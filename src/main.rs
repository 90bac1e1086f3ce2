//! Self-signed certificate issuer.
//!
//! Usage:
//!   selfcert -c cert.conf
//!   selfcert -c cert.conf --store /var/lib/selfcert/store -v

use std::path::PathBuf;
use std::process;

use anyhow::Context;
use clap::Parser;
use log::{error, info};

use selfcert::config;
use selfcert::issuance::{CertificateIssuer, Issuance};
use selfcert::request::IssuanceRequest;
use selfcert::store::{CertificateStore, FileStore, NoopStore};

// ── CLI ───────────────────────────────────────────────────────────────────────

#[derive(Debug, Parser)]
#[command(name = "selfcert", about = "Issue a self-signed RSA-4096 certificate as PFX, CER or PEM")]
struct Cli {
    /// Path to the configuration file.
    #[arg(short = 'c', long = "config", default_value = "selfcert.conf")]
    config: PathBuf,

    /// Directory of the file-backed certificate store (overrides Certificate.Store).
    #[arg(long)]
    store: Option<PathBuf>,

    /// Certificate lifetime in days (overrides Certificate.ValidityDays).
    #[arg(long)]
    validity_days: Option<u32>,

    /// Log debug details.
    #[arg(short, long)]
    verbose: bool,
}

// ── Entry point ───────────────────────────────────────────────────────────────

fn main() {
    let cli = Cli::parse();
    setup_logging(cli.verbose);

    match run(&cli) {
        Ok(issuance) => {
            println!("{}", issuance.summary);
            println!("Thumbprint:  {}", issuance.certificate.thumbprint);
        }
        Err(e) => {
            error!("{e:#}");
            process::exit(1);
        }
    }
}

fn run(cli: &Cli) -> anyhow::Result<Issuance> {
    let mut settings = config::load_config(&cli.config)
        .with_context(|| format!("loading {}", cli.config.display()))?;
    let store_dir = cli.store.clone().or_else(|| settings.store.take());
    if let Some(days) = cli.validity_days {
        settings.validity_days = Some(days.to_string());
    }
    let request = settings.into_request().context("invalid certificate settings")?;

    match store_dir {
        Some(dir) => {
            info!("using certificate store {}", dir.display());
            issue(FileStore::new(dir), &request)
        }
        None => {
            info!("no certificate store configured; skipping store replacement");
            issue(NoopStore, &request)
        }
    }
}

fn issue<S: CertificateStore>(store: S, request: &IssuanceRequest) -> anyhow::Result<Issuance> {
    let issuance = CertificateIssuer::new(store)
        .issue(request)
        .with_context(|| format!("issuing certificate for {}", request.subject()))?;
    info!("summary written to {}", issuance.summary_path.display());
    Ok(issuance)
}

// ── Logging setup ─────────────────────────────────────────────────────────────

fn setup_logging(verbose: bool) {
    let level = if verbose {
        log::LevelFilter::Debug
    } else {
        log::LevelFilter::Info
    };
    env_logger::Builder::new()
        .filter_level(level)
        .parse_default_env()
        .init();
}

◇ ◇ ◇ ◇ ◇ ◇ ◇

**What is needed**
Reproduce, please, every line of the records above without alteration.

**Reply**
filename src/main.rs
repository 90bac1e1086f3ce2
//! Self-signed certificate issuer.
//!
//! Usage:
//!   selfcert -c cert.conf
//!   selfcert -c cert.conf --store /var/lib/selfcert/store -v

use std::path::PathBuf;
use std::process;

use anyhow::Context;
use clap::Parser;
use log::{error, info};

use selfcert::config;
use selfcert::issuance::{CertificateIssuer, Issuance};
use selfcert::request::IssuanceRequest;
use selfcert::store::{CertificateStore, FileStore, NoopStore};

// ── CLI ───────────────────────────────────────────────────────────────────────

#[derive(Debug, Parser)]
#[command(name = "selfcert", about = "Issue a self-signed RSA-4096 certificate as PFX, CER or PEM")]
struct Cli {
    /// Path to the configuration file.
    #[arg(short = 'c', long = "config", default_value = "selfcert.conf")]
    config: PathBuf,

    /// Directory of the file-backed certificate store (overrides Certificate.Store).
    #[arg(long)]
    store: Option<PathBuf>,

    /// Certificate lifetime in days (overrides Certificate.ValidityDays).
    #[arg(long)]
    validity_days: Option<u32>,

    /// Log debug details.
    #[arg(short, long)]
    verbose: bool,
}

// ── Entry point ───────────────────────────────────────────────────────────────

fn main() {
    let cli = Cli::parse();
    setup_logging(cli.verbose);

    match run(&cli) {
        Ok(issuance) => {
            println!("{}", issuance.summary);
            println!("Thumbprint:  {}", issuance.certificate.thumbprint);
        }
        Err(e) => {
            error!("{e:#}");
            process::exit(1);
        }
    }
}

fn run(cli: &Cli) -> anyhow::Result<Issuance> {
    let mut settings = config::load_config(&cli.config)
        .with_context(|| format!("loading {}", cli.config.display()))?;
    let store_dir = cli.store.clone().or_else(|| settings.store.take());
    if let Some(days) = cli.validity_days {
        settings.validity_days = Some(days.to_string());
    }
    let request = settings.into_request().context("invalid certificate settings")?;

    match store_dir {
        Some(dir) => {
            info!("using certificate store {}", dir.display());
            issue(FileStore::new(dir), &request)
        }
        None => {
            info!("no certificate store configured; skipping store replacement");
            issue(NoopStore, &request)
        }
    }
}

fn issue<S: CertificateStore>(store: S, request: &IssuanceRequest) -> anyhow::Result<Issuance> {
    let issuance = CertificateIssuer::new(store)
        .issue(request)
        .with_context(|| format!("issuing certificate for {}", request.subject()))?;
    info!("summary written to {}", issuance.summary_path.display());
    Ok(issuance)
}

// ── Logging setup ─────────────────────────────────────────────────────────────

fn setup_logging(verbose: bool) {
    let level = if verbose {
        log::LevelFilter::Debug
    } else {
        log::LevelFilter::Info
    };
    env_logger::Builder::new()
        .filter_level(level)
        .parse_default_env()
        .init();
}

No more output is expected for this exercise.